5 percent of the adult population suffers from depression in Latin America and Caribbean, but six out of ten do not receive treatment, said Tuesday the Pan American Health Organization (PAHO).
Comparatively, 8% of North Americas (USA) suffers from depression.
At the World Mental Health conference held on 10 October, the regional office of the World Health Organization (WHO) said that this disease affects 350 million people worldwide.
The agency said that despite being a treatable disease, there are still many patients who do not seek or do not receive the treatment they need and Latin America about 63,000 people commits suicide annually.
PAHO says many patients hide their depression to avoid being stigmatized and has therefore launched the “Depression, a global crisis” to increase awareness of the disease and sufferers learn to recognize and deal with it as it “has a good prognosis if treated promptly and appropriately.”
Mild cases and some moderates “can be solved, basically, social support, family, brief psychotherapy or other forms of psychosocial intervention that can be performed by primary care physicians or health care organizations that provide community support people, “he said.
In this sense, the organization regretted that it still need investment in primary care in the region, where the percentage of the health budget allocated to mental health is less than 2 percent of this, 67 percent goes to psychiatric.
However, PAHO recognizes that there has been progress and 76.5 percent of the countries of Latin America and the Caribbean have a national mental health plan.
Depression is a mental disorder that affects more people in the world and it is estimated that 25 percent of the world population suffers from one or more mental or behavioral disorders throughout his life.
Mental and neurological disorders account for 14 percent of the global burden of disease worldwide and 22 percent in Latin America and the Caribbean.
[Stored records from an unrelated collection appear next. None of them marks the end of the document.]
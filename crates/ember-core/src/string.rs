//! Runtime strings and the interner
//!
//! Runtime strings carry their hash alongside the bytes so table buckets can
//! persist it. The hash function is the classic times-33 string hash with the
//! top bit forced on, which doubles as a "hash already computed" sentinel and
//! keeps string hashes disjoint from small integer keys.
//!
//! The [`Interner`] deduplicates strings used as symbols (property names,
//! class names, constants). Interned strings are flagged immutable: retain
//! and release on them are no-ops, and the interner frees them in one pass at
//! context teardown.

use std::collections::VecDeque;
use std::fmt;

use rustc_hash::FxHashMap;

use crate::heap::{HeapBody, HeapRef};

/// Times-33 string hash (DJBX33A), top bit set.
pub fn hash_str(s: &str) -> u64 {
    let mut h: u64 = 5381;
    for &b in s.as_bytes() {
        h = h.wrapping_mul(33).wrapping_add(b as u64);
    }
    h | 1 << 63
}

/// String payload: cached hash plus the bytes
pub struct StrPayload {
    hash: u64,
    data: Box<str>,
}

impl StrPayload {
    /// The cached hash
    #[inline]
    pub fn hash(&self) -> u64 {
        self.hash
    }

    /// The string contents
    #[inline]
    pub fn as_str(&self) -> &str {
        &self.data
    }
}

/// Owning handle to a heap-allocated string
///
/// `Clone` retains, `Drop` releases; for interned (immutable) strings both
/// are no-ops.
pub struct StrRef(HeapRef);

impl StrRef {
    /// Allocate a fresh, non-interned string with a count of one
    pub fn alloc(s: &str) -> StrRef {
        let raw = HeapRef::alloc(HeapBody::Str(StrPayload {
            hash: hash_str(s),
            data: s.into(),
        }));
        StrRef(raw)
    }

    /// Adopt an existing allocation. Takes over one strong count.
    pub(crate) fn from_raw(raw: HeapRef) -> StrRef {
        debug_assert!(matches!(raw.body(), HeapBody::Str(_)));
        StrRef(raw)
    }

    /// Give up ownership of the underlying allocation without releasing
    pub(crate) fn into_raw(self) -> HeapRef {
        let raw = self.0;
        std::mem::forget(self);
        raw
    }

    /// The underlying heap handle (still owned by this `StrRef`)
    #[inline]
    pub fn heap_ref(&self) -> HeapRef {
        self.0
    }

    fn payload(&self) -> &StrPayload {
        match self.0.body() {
            HeapBody::Str(s) => s,
            // Kind is checked at construction.
            _ => unreachable!("StrRef over a non-string allocation"),
        }
    }

    /// The cached hash
    #[inline]
    pub fn hash(&self) -> u64 {
        self.payload().hash()
    }

    /// The string contents
    #[inline]
    pub fn as_str(&self) -> &str {
        self.payload().as_str()
    }

    /// True when this string is interned (immutable)
    #[inline]
    pub fn is_interned(&self) -> bool {
        self.0.header().is_immutable()
    }

    /// Release without recursing (strings have no children, but the teardown
    /// queue keeps call sites uniform).
    pub(crate) fn release_into(self, pending: &mut VecDeque<HeapRef>) {
        self.0.release_deferred(pending);
        std::mem::forget(self);
    }
}

impl Clone for StrRef {
    fn clone(&self) -> Self {
        self.0.retain();
        StrRef(self.0)
    }
}

impl Drop for StrRef {
    fn drop(&mut self) {
        self.0.release();
    }
}

impl PartialEq for StrRef {
    fn eq(&self, other: &Self) -> bool {
        // Interned strings are unique per content; fall back to bytes.
        self.0 == other.0 || (self.hash() == other.hash() && self.as_str() == other.as_str())
    }
}

impl Eq for StrRef {}

impl fmt::Debug for StrRef {
    fn fmt(&self, f: &mut fmt::Formatter<'_>) -> fmt::Result {
        write!(f, "StrRef({:?})", self.as_str())
    }
}

/// Deduplicating store for symbol strings, owned by the runtime context
///
/// Interned strings are immortal for the lifetime of the context: shared
/// constants skip refcount traffic entirely. The side index maps contents to
/// the canonical allocation.
pub struct Interner {
    index: FxHashMap<Box<str>, HeapRef>,
}

impl Interner {
    /// Create an empty interner
    pub fn new() -> Self {
        Self {
            index: FxHashMap::default(),
        }
    }

    /// Return the canonical handle for `s`, interning it on first sight
    pub fn intern(&mut self, s: &str) -> StrRef {
        if let Some(&raw) = self.index.get(s) {
            return StrRef::from_raw(raw);
        }
        let sref = StrRef::alloc(s);
        let raw = sref.into_raw();
        raw.header().set_immutable();
        self.index.insert(s.into(), raw);
        StrRef::from_raw(raw)
    }

    /// Look up without interning
    pub fn get(&self, s: &str) -> Option<StrRef> {
        self.index.get(s).map(|&raw| StrRef::from_raw(raw))
    }

    /// Number of interned strings
    pub fn len(&self) -> usize {
        self.index.len()
    }

    /// True when nothing has been interned
    pub fn is_empty(&self) -> bool {
        self.index.is_empty()
    }
}

impl Default for Interner {
    fn default() -> Self {
        Self::new()
    }
}

impl Drop for Interner {
    fn drop(&mut self) {
        // Immortal strings are freed exactly once, here. Any StrRef handles
        // still alive at this point are a context-teardown ordering bug in
        // the embedder.
        for (_, raw) in self.index.drain() {
            unsafe { raw.force_free() };
        }
    }
}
Among mental disorders in Latin America and the Caribbean, depression is the biggest impact (5%), followed by anxiety disorders (3.4%), dysthymia (1.7%), obsessive compulsive (1.4%), panic disorder and non-affective psychosis (1% each), and bipolar disorder (0.8%), among others.
Depression is more common in women than in men. Between two and four in ten mothers in developing countries suffer from depression during pregnancy or postpartum.